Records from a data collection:
================
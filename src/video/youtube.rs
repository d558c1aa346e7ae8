//! YouTube Data API v3 client.

use super::filters::decode_entities;
use super::{VideoDetails, VideoPlatform, VideoStub};
use crate::config::YoutubeSettings;
use crate::error::{Result, ScoutError};
use async_trait::async_trait;
use serde::Deserialize;
use std::time::Duration;
use tracing::{debug, instrument};

/// YouTube search and statistics client.
pub struct YoutubeClient {
    http: reqwest::Client,
    api_key: String,
    base_url: String,
    video_duration: String,
    relevance_language: String,
    region_code: String,
}

impl YoutubeClient {
    /// Create a client from settings. Fails if no API key is configured.
    pub fn with_config(settings: &YoutubeSettings) -> Result<Self> {
        let api_key = settings.resolve_api_key().ok_or_else(|| {
            ScoutError::Config(
                "YouTube API key not set. Set youtube.api_key or export YOUTUBE_API_KEY".to_string(),
            )
        })?;

        let http = reqwest::Client::builder()
            .timeout(Duration::from_secs(settings.timeout_secs))
            .build()?;

        Ok(Self {
            http,
            api_key,
            base_url: settings.base_url.trim_end_matches('/').to_string(),
            video_duration: settings.video_duration.clone(),
            relevance_language: settings.relevance_language.clone(),
            region_code: settings.region_code.clone(),
        })
    }

    async fn get<T: for<'de> Deserialize<'de>>(
        &self,
        endpoint: &str,
        params: &[(&str, &str)],
    ) -> Result<T> {
        let url = format!("{}/{}", self.base_url, endpoint);
        let response = self
            .http
            .get(&url)
            .query(params)
            .query(&[("key", self.api_key.as_str())])
            .send()
            .await?;

        let status = response.status();
        if !status.is_success() {
            let body = response.text().await.unwrap_or_default();
            return Err(ScoutError::VideoSearch(format!(
                "{} returned {}: {}",
                endpoint,
                status,
                body.chars().take(300).collect::<String>()
            )));
        }

        Ok(response.json::<T>().await?)
    }
}

#[derive(Debug, Deserialize)]
struct ListResponse<T> {
    #[serde(default = "Vec::new")]
    items: Vec<T>,
}

#[derive(Debug, Deserialize)]
struct SearchItem {
    id: SearchItemId,
    #[serde(default)]
    snippet: Snippet,
}

#[derive(Debug, Deserialize)]
#[serde(rename_all = "camelCase")]
struct SearchItemId {
    #[serde(default)]
    video_id: Option<String>,
}

#[derive(Debug, Default, Deserialize)]
#[serde(rename_all = "camelCase", default)]
struct Snippet {
    title: String,
    description: String,
    channel_title: String,
}

#[derive(Debug, Deserialize)]
struct VideoItem {
    id: String,
    #[serde(default)]
    snippet: Snippet,
    #[serde(default)]
    statistics: Statistics,
}

#[derive(Debug, Default, Deserialize)]
#[serde(rename_all = "camelCase", default)]
struct Statistics {
    view_count: Option<String>,
}

#[async_trait]
impl VideoPlatform for YoutubeClient {
    #[instrument(skip(self))]
    async fn search(&self, query: &str, max_results: u32) -> Result<Vec<VideoStub>> {
        let max_results = max_results.clamp(1, 50).to_string();
        let response: ListResponse<SearchItem> = self
            .get(
                "search",
                &[
                    ("part", "snippet"),
                    ("q", query),
                    ("type", "video"),
                    ("order", "relevance"),
                    ("maxResults", max_results.as_str()),
                    ("videoDuration", self.video_duration.as_str()),
                    ("relevanceLanguage", self.relevance_language.as_str()),
                    ("regionCode", self.region_code.as_str()),
                ],
            )
            .await?;

        let stubs: Vec<VideoStub> = response
            .items
            .into_iter()
            .filter_map(|item| {
                let video_id = item.id.video_id?;
                Some(VideoStub {
                    video_id,
                    title: decode_entities(&item.snippet.title),
                    description: decode_entities(&item.snippet.description),
                    channel: item.snippet.channel_title,
                })
            })
            .collect();

        debug!("Search '{}' returned {} videos", query, stubs.len());
        Ok(stubs)
    }

    #[instrument(skip(self, video_ids), fields(count = video_ids.len()))]
    async fn details(&self, video_ids: &[String]) -> Result<Vec<VideoDetails>> {
        if video_ids.is_empty() {
            return Ok(Vec::new());
        }

        let ids = video_ids.join(",");
        let response: ListResponse<VideoItem> = self
            .get(
                "videos",
                &[("part", "snippet,statistics"), ("id", ids.as_str())],
            )
            .await?;

        Ok(response
            .items
            .into_iter()
            .map(|item| VideoDetails {
                video_id: item.id,
                title: decode_entities(&item.snippet.title),
                description: item.snippet.description,
                channel: item.snippet.channel_title,
                view_count: item
                    .statistics
                    .view_count
                    .and_then(|v| v.parse().ok())
                    .unwrap_or(0),
            })
            .collect())
    }
}

#[cfg(test)]
mod tests {
    use super::*;
    use mockito::{Matcher, Server};

    fn settings_for(server: &Server) -> YoutubeSettings {
        YoutubeSettings {
            api_key: Some("test-key".to_string()),
            base_url: server.url(),
            ..YoutubeSettings::default()
        }
    }

    #[test]
    fn test_requires_api_key() {
        let settings = YoutubeSettings {
            api_key: Some(String::new()),
            ..YoutubeSettings::default()
        };
        if std::env::var("YOUTUBE_API_KEY").is_err() {
            assert!(YoutubeClient::with_config(&settings).is_err());
        }
    }

    #[tokio::test]
    async fn test_search_parses_items_and_sends_hints() {
        let mut server = Server::new_async().await;
        let mock = server
            .mock("GET", "/search")
            .match_query(Matcher::AllOf(vec![
                Matcher::UrlEncoded("q".into(), "photo editor ai tool".into()),
                Matcher::UrlEncoded("type".into(), "video".into()),
                Matcher::UrlEncoded("order".into(), "relevance".into()),
                Matcher::UrlEncoded("maxResults".into(), "5".into()),
                Matcher::UrlEncoded("videoDuration".into(), "medium".into()),
                Matcher::UrlEncoded("key".into(), "test-key".into()),
            ]))
            .with_status(200)
            .with_header("content-type", "application/json")
            .with_body(
                r#"{
                "items": [
                    {"id": {"kind": "youtube#video", "videoId": "abcdefghijk"},
                     "snippet": {"title": "Remove.bg AI Background Eraser Demo", "description": "Quick demo", "channelTitle": "Pixel Lab"}},
                    {"id": {"kind": "youtube#channel", "channelId": "UC123"},
                     "snippet": {"title": "A channel", "description": "", "channelTitle": "A channel"}},
                    {"id": {"kind": "youtube#video", "videoId": "bcdefghijkl"},
                     "snippet": {"title": "Photoshop&#39;s Generative Fill", "description": "", "channelTitle": "Adobe"}}
                ]
            }"#,
            )
            .create_async()
            .await;

        let client = YoutubeClient::with_config(&settings_for(&server)).unwrap();
        let stubs = client.search("photo editor ai tool", 5).await.unwrap();

        mock.assert_async().await;
        assert_eq!(stubs.len(), 2);
        assert_eq!(stubs[0].video_id, "abcdefghijk");
        assert_eq!(stubs[0].channel, "Pixel Lab");
        assert_eq!(stubs[1].title, "Photoshop's Generative Fill");
    }

    #[tokio::test]
    async fn test_missing_items_is_empty() {
        let mut server = Server::new_async().await;
        let search = server
            .mock("GET", "/search")
            .match_query(Matcher::Any)
            .with_status(200)
            .with_header("content-type", "application/json")
            .with_body(r#"{"kind": "youtube#searchListResponse", "pageInfo": {"totalResults": 0}}"#)
            .create_async()
            .await;
        let videos = server
            .mock("GET", "/videos")
            .match_query(Matcher::Any)
            .with_status(200)
            .with_header("content-type", "application/json")
            .with_body(r#"{"kind": "youtube#videoListResponse"}"#)
            .create_async()
            .await;

        let client = YoutubeClient::with_config(&settings_for(&server)).unwrap();

        assert!(client.search("nothing here", 5).await.unwrap().is_empty());
        assert!(client
            .details(&["abcdefghijk".to_string()])
            .await
            .unwrap()
            .is_empty());
        search.assert_async().await;
        videos.assert_async().await;
    }

    #[tokio::test]
    async fn test_details_parses_statistics() {
        let mut server = Server::new_async().await;
        let mock = server
            .mock("GET", "/videos")
            .match_query(Matcher::AllOf(vec![
                Matcher::UrlEncoded("id".into(), "abcdefghijk,bcdefghijkl".into()),
                Matcher::UrlEncoded("part".into(), "snippet,statistics".into()),
            ]))
            .with_status(200)
            .with_header("content-type", "application/json")
            .with_body(
                r#"{
                "items": [
                    {"id": "abcdefghijk",
                     "snippet": {"title": "Remove.bg demo", "description": "Line one\nLine two", "channelTitle": "Pixel Lab"},
                     "statistics": {"viewCount": "1500", "likeCount": "20"}},
                    {"id": "bcdefghijkl",
                     "snippet": {"title": "Hidden stats", "description": "", "channelTitle": "Adobe"},
                     "statistics": {}}
                ]
            }"#,
            )
            .create_async()
            .await;

        let client = YoutubeClient::with_config(&settings_for(&server)).unwrap();
        let details = client
            .details(&["abcdefghijk".to_string(), "bcdefghijkl".to_string()])
            .await
            .unwrap();

        mock.assert_async().await;
        assert_eq!(details.len(), 2);
        assert_eq!(details[0].view_count, 1500);
        assert_eq!(details[0].description, "Line one\nLine two");
        assert_eq!(details[1].view_count, 0);
    }

    #[tokio::test]
    async fn test_error_status_is_reported() {
        let mut server = Server::new_async().await;
        let _mock = server
            .mock("GET", "/search")
            .match_query(Matcher::Any)
            .with_status(403)
            .with_body(r#"{"error": {"code": 403, "message": "quotaExceeded"}}"#)
            .create_async()
            .await;

        let client = YoutubeClient::with_config(&settings_for(&server)).unwrap();
        let err = client.search("anything", 5).await.unwrap_err();
        assert!(matches!(err, ScoutError::VideoSearch(msg) if msg.contains("403")));
    }

    #[tokio::test]
    async fn test_details_with_no_ids_skips_request() {
        let server = Server::new_async().await;
        let client = YoutubeClient::with_config(&settings_for(&server)).unwrap();
        assert!(client.details(&[]).await.unwrap().is_empty());
    }
}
================
■ REQUIRED ACTION
Find the word "editor" in the entries above, then copy each line that holds it.

■ TASK ANSWER
                Matcher::UrlEncoded("q".into(), "photo editor ai tool".into()),
        let stubs = client.search("photo editor ai tool", 5).await.unwrap();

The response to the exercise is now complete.